WHAT TO WORK ON |
Take every entry below and copy it out word for word.
▬▬▬▬▬▬
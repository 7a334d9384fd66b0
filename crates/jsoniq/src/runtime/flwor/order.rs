use std::cmp::Ordering;
use std::sync::Arc;

use chrono::FixedOffset;

use super::{BoxedTupleStream, Tuple, Upstream, atomic_key};
use crate::item::Item;
use crate::runtime::compare;
use crate::runtime::context::DynamicContext;
use crate::runtime::iterator::{BoxedIterator, Metadata, Operator, OperatorIterator, Result, VariableSet};

/// One `order by` key.
pub struct OrderSpec {
    pub expression: BoxedIterator,
    pub descending: bool,
    /// `empty greatest`; the default is `empty least`.
    pub empty_greatest: bool,
}

impl OrderSpec {
    pub fn ascending(expression: BoxedIterator) -> Self {
        Self { expression, descending: false, empty_greatest: false }
    }

    pub fn descending(expression: BoxedIterator) -> Self {
        Self { expression, descending: true, empty_greatest: false }
    }

    pub fn empty_greatest(mut self) -> Self {
        self.empty_greatest = true;
        self
    }

    fn compare(&self, left: Option<&Item>, right: Option<&Item>, implicit_tz: FixedOffset) -> Result<Ordering> {
        let ordering = match (left, right) {
            (None, None) => Ordering::Equal,
            (None, Some(_)) if self.empty_greatest => Ordering::Greater,
            (None, Some(_)) => Ordering::Less,
            (Some(_), None) if self.empty_greatest => Ordering::Less,
            (Some(_), None) => Ordering::Greater,
            (Some(l), Some(r)) => compare::order_keys(l, r, implicit_tz)?,
        };
        Ok(if self.descending { ordering.reverse() } else { ordering })
    }
}

// Comparability within one family of types is transitive and `null` compares
// with everything, so checking each key against the first non-null one covers
// every pair.
fn check_column(rows: &[(Vec<Option<Item>>, Tuple)], column: usize, implicit_tz: FixedOffset) -> Result<()> {
    let mut keys = rows
        .iter()
        .filter_map(|(keys, _)| keys[column].as_ref())
        .filter(|key| !matches!(key, Item::Null));
    let Some(first) = keys.next() else {
        return Ok(());
    };
    for key in keys {
        compare::order_keys(first, key, implicit_tz)?;
    }
    Ok(())
}

/// `order by`: a blocking clause. The whole upstream is drained and sorted on
/// the first pull; ties keep their input order.
pub struct OrderBy {
    upstream: Upstream,
    specs: Vec<OrderSpec>,
    context: Option<Arc<DynamicContext>>,
    sorted: Option<std::vec::IntoIter<Tuple>>,
}

impl OrderBy {
    fn sort(&mut self, context: &Arc<DynamicContext>) -> Result<Vec<Tuple>> {
        let mut rows: Vec<(Vec<Option<Item>>, Tuple)> = Vec::new();
        while let Some(tuple) = self.upstream.next_tuple()? {
            let frame = tuple.to_context(context);
            let keys = self
                .specs
                .iter_mut()
                .map(|spec| atomic_key(spec.expression.materialize(&frame)?, "order by"))
                .collect::<Result<Vec<_>>>()?;
            rows.push((keys, tuple));
        }

        let implicit_tz = context.implicit_timezone();
        for column in 0..self.specs.len() {
            check_column(&rows, column, implicit_tz)?;
        }
        // Every column holds mutually comparable keys, so the comparator is total.
        rows.sort_by(|(left, _), (right, _)| {
            for ((spec, l), r) in self.specs.iter().zip(left).zip(right) {
                match spec.compare(l.as_ref(), r.as_ref(), implicit_tz).unwrap_or(Ordering::Equal) {
                    Ordering::Equal => {}
                    ordering => return ordering,
                }
            }
            Ordering::Equal
        });
        tracing::debug!(tuples = rows.len(), keys = self.specs.len(), "order by sorted");
        Ok(rows.into_iter().map(|(_, tuple)| tuple).collect())
    }
}

impl Operator for OrderBy {
    type Output = Tuple;

    fn name(&self) -> &'static str {
        "order-by-clause"
    }

    fn start(&mut self, context: &Arc<DynamicContext>) -> Result<()> {
        self.context = Some(Arc::clone(context));
        self.sorted = None;
        self.upstream.open(context)
    }

    fn produce(&mut self) -> Result<Option<Tuple>> {
        if self.sorted.is_none() {
            let Some(context) = self.context.clone() else {
                return Ok(None);
            };
            self.sorted = Some(self.sort(&context)?.into_iter());
        }
        Ok(self.sorted.as_mut().and_then(Iterator::next))
    }

    fn stop(&mut self) {
        self.upstream.close();
        self.sorted = None;
        self.context = None;
    }

    fn dependencies(&self, out: &mut VariableSet) {
        self.upstream.dependencies(self.specs.iter().map(|s| &s.expression), out);
    }

    fn bound_variables(&self, out: &mut VariableSet) {
        self.upstream.bound_variables(out);
    }
}

pub fn order_by_clause(parent: BoxedTupleStream, specs: Vec<OrderSpec>, metadata: Metadata) -> BoxedTupleStream {
    let operator = OrderBy { upstream: Upstream::new(Some(parent)), specs, context: None, sorted: None };
    Box::new(OperatorIterator::new(operator, metadata))
}

#[cfg(test)]
mod tests {
    use super::*;
    use crate::runtime::RuntimeIterator;
    use crate::runtime::error::ErrorCode;
    use crate::runtime::flwor::{flwor, for_clause};
    use crate::runtime::iterators::{array_lookup, constant, object_lookup, sequence, variable};
    use serde_json::json;

    fn md() -> Metadata {
        Metadata::default()
    }

    fn people() -> BoxedIterator {
        sequence(
            vec![
                Item::from_json(&json!({"name": "b", "age": 30})),
                Item::from_json(&json!({"name": "a"})),
                Item::from_json(&json!({"name": "c", "age": 20})),
                Item::from_json(&json!({"name": "d", "age": 30})),
            ],
            md(),
        )
    }

    fn names_ordered_by_age(spec: fn(BoxedIterator) -> OrderSpec) -> Vec<Item> {
        let for_p = for_clause(None, "p", None, false, people(), md());
        let key = object_lookup(variable("p", md()), constant(Item::string("age"), md()), md());
        let ordered = order_by_clause(for_p, vec![spec(key)], md());
        let name = object_lookup(variable("p", md()), constant(Item::string("name"), md()), md());
        let mut it = flwor(ordered, name, md());
        it.materialize(&DynamicContext::empty()).unwrap()
    }

    fn names(values: &[&str]) -> Vec<Item> {
        values.iter().map(|s| Item::string(*s)).collect()
    }

    #[test]
    fn ascending_is_stable_with_empty_least() {
        assert_eq!(names_ordered_by_age(OrderSpec::ascending), names(&["a", "c", "b", "d"]));
    }

    #[test]
    fn descending_reverses_keys_but_not_ties() {
        assert_eq!(names_ordered_by_age(OrderSpec::descending), names(&["b", "d", "c", "a"]));
    }

    #[test]
    fn empty_greatest_moves_missing_keys_last() {
        let spec = |e| OrderSpec::ascending(e).empty_greatest();
        assert_eq!(names_ordered_by_age(spec), names(&["c", "b", "d", "a"]));
    }

    #[test]
    fn plural_keys_are_type_errors() {
        let arrays = sequence(vec![Item::from_json(&json!([1, 2]))], md());
        let for_a = for_clause(None, "a", None, false, arrays, md());
        let key = crate::runtime::iterators::array_unboxing(variable("a", md()), md());
        let ordered = order_by_clause(for_a, vec![OrderSpec::ascending(key)], md());
        let mut it = flwor(ordered, array_lookup(variable("a", md()), constant(Item::Int(1), md()), md()), md());
        let err = it.materialize(&DynamicContext::empty()).unwrap_err();
        assert_eq!(err.code, ErrorCode::XPTY0004);
    }
}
▬▬▬▬▬▬
EXPECTED ANSWER |
repository 7a334d9384fd66b0
filename crates/jsoniq/src/runtime/flwor/order.rs
use std::cmp::Ordering;
use std::sync::Arc;

use chrono::FixedOffset;

use super::{BoxedTupleStream, Tuple, Upstream, atomic_key};
use crate::item::Item;
use crate::runtime::compare;
use crate::runtime::context::DynamicContext;
use crate::runtime::iterator::{BoxedIterator, Metadata, Operator, OperatorIterator, Result, VariableSet};

/// One `order by` key.
pub struct OrderSpec {
    pub expression: BoxedIterator,
    pub descending: bool,
    /// `empty greatest`; the default is `empty least`.
    pub empty_greatest: bool,
}

impl OrderSpec {
    pub fn ascending(expression: BoxedIterator) -> Self {
        Self { expression, descending: false, empty_greatest: false }
    }

    pub fn descending(expression: BoxedIterator) -> Self {
        Self { expression, descending: true, empty_greatest: false }
    }

    pub fn empty_greatest(mut self) -> Self {
        self.empty_greatest = true;
        self
    }

    fn compare(&self, left: Option<&Item>, right: Option<&Item>, implicit_tz: FixedOffset) -> Result<Ordering> {
        let ordering = match (left, right) {
            (None, None) => Ordering::Equal,
            (None, Some(_)) if self.empty_greatest => Ordering::Greater,
            (None, Some(_)) => Ordering::Less,
            (Some(_), None) if self.empty_greatest => Ordering::Less,
            (Some(_), None) => Ordering::Greater,
            (Some(l), Some(r)) => compare::order_keys(l, r, implicit_tz)?,
        };
        Ok(if self.descending { ordering.reverse() } else { ordering })
    }
}

// Comparability within one family of types is transitive and `null` compares
// with everything, so checking each key against the first non-null one covers
// every pair.
fn check_column(rows: &[(Vec<Option<Item>>, Tuple)], column: usize, implicit_tz: FixedOffset) -> Result<()> {
    let mut keys = rows
        .iter()
        .filter_map(|(keys, _)| keys[column].as_ref())
        .filter(|key| !matches!(key, Item::Null));
    let Some(first) = keys.next() else {
        return Ok(());
    };
    for key in keys {
        compare::order_keys(first, key, implicit_tz)?;
    }
    Ok(())
}

/// `order by`: a blocking clause. The whole upstream is drained and sorted on
/// the first pull; ties keep their input order.
pub struct OrderBy {
    upstream: Upstream,
    specs: Vec<OrderSpec>,
    context: Option<Arc<DynamicContext>>,
    sorted: Option<std::vec::IntoIter<Tuple>>,
}

impl OrderBy {
    fn sort(&mut self, context: &Arc<DynamicContext>) -> Result<Vec<Tuple>> {
        let mut rows: Vec<(Vec<Option<Item>>, Tuple)> = Vec::new();
        while let Some(tuple) = self.upstream.next_tuple()? {
            let frame = tuple.to_context(context);
            let keys = self
                .specs
                .iter_mut()
                .map(|spec| atomic_key(spec.expression.materialize(&frame)?, "order by"))
                .collect::<Result<Vec<_>>>()?;
            rows.push((keys, tuple));
        }

        let implicit_tz = context.implicit_timezone();
        for column in 0..self.specs.len() {
            check_column(&rows, column, implicit_tz)?;
        }
        // Every column holds mutually comparable keys, so the comparator is total.
        rows.sort_by(|(left, _), (right, _)| {
            for ((spec, l), r) in self.specs.iter().zip(left).zip(right) {
                match spec.compare(l.as_ref(), r.as_ref(), implicit_tz).unwrap_or(Ordering::Equal) {
                    Ordering::Equal => {}
                    ordering => return ordering,
                }
            }
            Ordering::Equal
        });
        tracing::debug!(tuples = rows.len(), keys = self.specs.len(), "order by sorted");
        Ok(rows.into_iter().map(|(_, tuple)| tuple).collect())
    }
}

impl Operator for OrderBy {
    type Output = Tuple;

    fn name(&self) -> &'static str {
        "order-by-clause"
    }

    fn start(&mut self, context: &Arc<DynamicContext>) -> Result<()> {
        self.context = Some(Arc::clone(context));
        self.sorted = None;
        self.upstream.open(context)
    }

    fn produce(&mut self) -> Result<Option<Tuple>> {
        if self.sorted.is_none() {
            let Some(context) = self.context.clone() else {
                return Ok(None);
            };
            self.sorted = Some(self.sort(&context)?.into_iter());
        }
        Ok(self.sorted.as_mut().and_then(Iterator::next))
    }

    fn stop(&mut self) {
        self.upstream.close();
        self.sorted = None;
        self.context = None;
    }

    fn dependencies(&self, out: &mut VariableSet) {
        self.upstream.dependencies(self.specs.iter().map(|s| &s.expression), out);
    }

    fn bound_variables(&self, out: &mut VariableSet) {
        self.upstream.bound_variables(out);
    }
}

pub fn order_by_clause(parent: BoxedTupleStream, specs: Vec<OrderSpec>, metadata: Metadata) -> BoxedTupleStream {
    let operator = OrderBy { upstream: Upstream::new(Some(parent)), specs, context: None, sorted: None };
    Box::new(OperatorIterator::new(operator, metadata))
}

#[cfg(test)]
mod tests {
    use super::*;
    use crate::runtime::RuntimeIterator;
    use crate::runtime::error::ErrorCode;
    use crate::runtime::flwor::{flwor, for_clause};
    use crate::runtime::iterators::{array_lookup, constant, object_lookup, sequence, variable};
    use serde_json::json;

    fn md() -> Metadata {
        Metadata::default()
    }

    fn people() -> BoxedIterator {
        sequence(
            vec![
                Item::from_json(&json!({"name": "b", "age": 30})),
                Item::from_json(&json!({"name": "a"})),
                Item::from_json(&json!({"name": "c", "age": 20})),
                Item::from_json(&json!({"name": "d", "age": 30})),
            ],
            md(),
        )
    }

    fn names_ordered_by_age(spec: fn(BoxedIterator) -> OrderSpec) -> Vec<Item> {
        let for_p = for_clause(None, "p", None, false, people(), md());
        let key = object_lookup(variable("p", md()), constant(Item::string("age"), md()), md());
        let ordered = order_by_clause(for_p, vec![spec(key)], md());
        let name = object_lookup(variable("p", md()), constant(Item::string("name"), md()), md());
        let mut it = flwor(ordered, name, md());
        it.materialize(&DynamicContext::empty()).unwrap()
    }

    fn names(values: &[&str]) -> Vec<Item> {
        values.iter().map(|s| Item::string(*s)).collect()
    }

    #[test]
    fn ascending_is_stable_with_empty_least() {
        assert_eq!(names_ordered_by_age(OrderSpec::ascending), names(&["a", "c", "b", "d"]));
    }

    #[test]
    fn descending_reverses_keys_but_not_ties() {
        assert_eq!(names_ordered_by_age(OrderSpec::descending), names(&["b", "d", "c", "a"]));
    }

    #[test]
    fn empty_greatest_moves_missing_keys_last() {
        let spec = |e| OrderSpec::ascending(e).empty_greatest();
        assert_eq!(names_ordered_by_age(spec), names(&["c", "b", "d", "a"]));
    }

    #[test]
    fn plural_keys_are_type_errors() {
        let arrays = sequence(vec![Item::from_json(&json!([1, 2]))], md());
        let for_a = for_clause(None, "a", None, false, arrays, md());
        let key = crate::runtime::iterators::array_unboxing(variable("a", md()), md());
        let ordered = order_by_clause(for_a, vec![OrderSpec::ascending(key)], md());
        let mut it = flwor(ordered, array_lookup(variable("a", md()), constant(Item::Int(1), md()), md()), md());
        let err = it.materialize(&DynamicContext::empty()).unwrap_err();
        assert_eq!(err.code, ErrorCode::XPTY0004);
    }
}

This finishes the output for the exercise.